## Required action
Each line in the entries below that holds the string "ledger" is to be listed.

## Excerpted data
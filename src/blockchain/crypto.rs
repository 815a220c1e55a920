use ed25519_dalek::{Signature, Signer, SigningKey, Verifier, VerifyingKey};
use rand::rngs::OsRng;
use serde::{Deserialize, Serialize};
use thiserror::Error;
use utoipa::ToSchema;

use std::fmt;
use std::fs;
use std::path::Path;

use super::transaction::{signing_payload, Transaction};

/// Sender identity used for system-minted mining rewards
pub const MINING_SENDER: &str = "MINING";

/// Errors that can occur during cryptographic operations
#[derive(Debug, Error)]
pub enum CryptoError {
    #[error("Invalid public key: {0}")]
    InvalidPublicKey(String),

    #[error("Invalid private key: {0}")]
    InvalidPrivateKey(String),

    #[error("Invalid signature: {0}")]
    InvalidSignature(String),

    #[error("Decoding error: {0}")]
    DecodingError(String),

    #[error("Key file error: {0}")]
    KeyFile(#[from] std::io::Error),
}

/// Identity of a ledger participant (public key in base58 format)
#[derive(Debug, Clone, PartialEq, Eq, Hash, PartialOrd, Ord, Serialize, Deserialize, ToSchema)]
pub struct Address(pub String);

impl Address {
    /// Creates a new address from a public key
    pub fn from_public_key(public_key: &VerifyingKey) -> Self {
        let bytes = public_key.as_bytes();
        let encoded = bs58::encode(bytes).into_string();
        Address(encoded)
    }

    /// The reserved sender of reward transactions
    pub fn mining() -> Self {
        Address(MINING_SENDER.to_string())
    }

    pub fn is_mining(&self) -> bool {
        self.0 == MINING_SENDER
    }

    /// Converts the address to a public key
    pub fn to_public_key(&self) -> Result<VerifyingKey, CryptoError> {
        let bytes = bs58::decode(&self.0)
            .into_vec()
            .map_err(|e| CryptoError::DecodingError(e.to_string()))?;

        VerifyingKey::from_bytes(&bytes.try_into().map_err(|_| {
            CryptoError::InvalidPublicKey("Invalid public key bytes".to_string())
        })?)
        .map_err(|e| CryptoError::InvalidPublicKey(e.to_string()))
    }
}

impl fmt::Display for Address {
    fn fmt(&self, f: &mut fmt::Formatter<'_>) -> fmt::Result {
        write!(f, "{}", self.0)
    }
}

impl From<&str> for Address {
    fn from(value: &str) -> Self {
        Address(value.to_string())
    }
}

/// Base58-encoded signature; empty for reward transactions
#[derive(Debug, Clone, Default, PartialEq, Eq, Serialize, Deserialize, ToSchema)]
pub struct DigitalSignature(pub String);

impl DigitalSignature {
    pub fn from_signature(signature: &Signature) -> Self {
        let bytes = signature.to_bytes();
        DigitalSignature(bs58::encode(bytes).into_string())
    }

    pub fn is_empty(&self) -> bool {
        self.0.is_empty()
    }

    pub fn to_signature(&self) -> Result<Signature, CryptoError> {
        let bytes = bs58::decode(&self.0)
            .into_vec()
            .map_err(|e| CryptoError::DecodingError(e.to_string()))?;

        let signature_bytes: [u8; 64] = bytes.try_into().map_err(|_| {
            CryptoError::InvalidSignature("Invalid signature length".to_string())
        })?;

        Ok(Signature::from_bytes(&signature_bytes))
    }
}

/// Checks the signature binding a transaction's sender, recipient and amount.
///
/// The ledger never touches key material; it only asks this service whether a
/// transaction was signed by the identity it claims to come from.
pub trait SignatureService: Send + Sync {
    fn verify(&self, transaction: &Transaction) -> bool;
}

/// Ed25519 signatures where the sender identity is the base58 public key
#[derive(Debug, Clone, Copy, Default)]
pub struct Ed25519Signatures;

impl SignatureService for Ed25519Signatures {
    fn verify(&self, transaction: &Transaction) -> bool {
        if transaction.is_reward() || transaction.signature().is_empty() {
            return false;
        }

        let public_key = match transaction.sender().to_public_key() {
            Ok(key) => key,
            Err(_) => return false,
        };

        let message = signing_payload(
            transaction.sender(),
            transaction.recipient(),
            transaction.amount(),
        );

        verify_signature(&message, transaction.signature(), &public_key).unwrap_or(false)
    }
}

/// A key pair whose public half is this node's identity
#[derive(Debug, Clone)]
pub struct Wallet {
    signing_key: SigningKey,
    address: Address,
}

impl Wallet {
    /// Creates a new wallet with a random keypair
    pub fn new() -> Self {
        let mut csprng = OsRng;
        let signing_key = SigningKey::generate(&mut csprng);
        Self::from_signing_key(signing_key)
    }

    /// Creates a wallet from an existing secret key
    pub fn from_secret_key(secret_key_bytes: &[u8]) -> Result<Self, CryptoError> {
        let bytes_array: [u8; 32] = secret_key_bytes.try_into().map_err(|_| {
            CryptoError::InvalidPrivateKey("Invalid private key length".to_string())
        })?;

        Ok(Self::from_signing_key(SigningKey::from_bytes(&bytes_array)))
    }

    fn from_signing_key(signing_key: SigningKey) -> Self {
        let address = Address::from_public_key(&signing_key.verifying_key());

        Wallet {
            signing_key,
            address,
        }
    }

    /// Loads a wallet from a file holding the hex-encoded secret key
    pub fn load_from<P: AsRef<Path>>(path: P) -> Result<Self, CryptoError> {
        let contents = fs::read_to_string(path)?;
        let bytes = hex::decode(contents.trim())
            .map_err(|e| CryptoError::InvalidPrivateKey(e.to_string()))?;
        Self::from_secret_key(&bytes)
    }

    /// Writes the hex-encoded secret key to `path`
    pub fn save_to<P: AsRef<Path>>(&self, path: P) -> Result<(), CryptoError> {
        fs::write(path, hex::encode(self.export_secret_key()))?;
        Ok(())
    }

    pub fn address(&self) -> &Address {
        &self.address
    }

    /// Signs a message with the wallet's private key
    pub fn sign(&self, message: &[u8]) -> DigitalSignature {
        let signature = self.signing_key.sign(message);
        DigitalSignature::from_signature(&signature)
    }

    /// Signs a transfer from this wallet's identity
    pub fn sign_transaction(&self, recipient: &Address, amount: f64) -> DigitalSignature {
        self.sign(&signing_payload(&self.address, recipient, amount))
    }

    pub fn export_secret_key(&self) -> Vec<u8> {
        self.signing_key.to_bytes().to_vec()
    }
}

impl Default for Wallet {
    fn default() -> Self {
        Self::new()
    }
}

/// Verifies a signature against a message and public key
pub fn verify_signature(
    message: &[u8],
    signature: &DigitalSignature,
    public_key: &VerifyingKey,
) -> Result<bool, CryptoError> {
    let signature = signature.to_signature()?;
    Ok(public_key.verify(message, &signature).is_ok())
}

#[cfg(test)]
mod tests {
    use super::*;

    #[test]
    fn test_signing_and_verification() {
        let wallet = Wallet::new();
        let message = b"Hello, world!";

        let public_key = wallet.address().to_public_key().unwrap();

        let signature = wallet.sign(message);
        assert!(verify_signature(message, &signature, &public_key).unwrap());
        assert!(!verify_signature(b"Wrong message", &signature, &public_key).unwrap());
    }

    #[test]
    fn test_address_conversion() {
        let wallet = Wallet::new();
        let public_key = wallet.address().to_public_key().unwrap();
        assert_eq!(public_key, wallet.signing_key.verifying_key());
    }

    #[test]
    fn test_signed_transaction_verifies() {
        let sender = Wallet::new();
        let recipient = Wallet::new();
        let signature = sender.sign_transaction(recipient.address(), 12.5);

        let transaction = Transaction::new(
            sender.address().clone(),
            recipient.address().clone(),
            12.5,
            signature,
        );
        assert!(Ed25519Signatures.verify(&transaction));
    }

    #[test]
    fn test_tampered_amount_fails_verification() {
        let sender = Wallet::new();
        let recipient = Wallet::new();
        let signature = sender.sign_transaction(recipient.address(), 12.5);

        let transaction = Transaction::new(
            sender.address().clone(),
            recipient.address().clone(),
            125.0,
            signature,
        );
        assert!(!Ed25519Signatures.verify(&transaction));
    }

    #[test]
    fn test_reward_never_verifies() {
        let miner = Wallet::new();
        let reward = Transaction::reward(miner.address().clone(), 10.0);
        assert!(!Ed25519Signatures.verify(&reward));
    }

    #[test]
    fn test_wallet_file_round_trip() {
        let dir = tempfile::tempdir().unwrap();
        let path = dir.path().join("wallet-5000.txt");

        let wallet = Wallet::new();
        wallet.save_to(&path).unwrap();

        let loaded = Wallet::load_from(&path).unwrap();
        assert_eq!(loaded.address(), wallet.address());
    }

    #[test]
    fn test_load_missing_wallet_fails() {
        let dir = tempfile::tempdir().unwrap();
        let result = Wallet::load_from(dir.path().join("absent.txt"));
        assert!(matches!(result, Err(CryptoError::KeyFile(_))));
    }
}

## Solution to this exercise
/// Identity of a ledger participant (public key in base58 format)
/// The ledger never touches key material; it only asks this service whether a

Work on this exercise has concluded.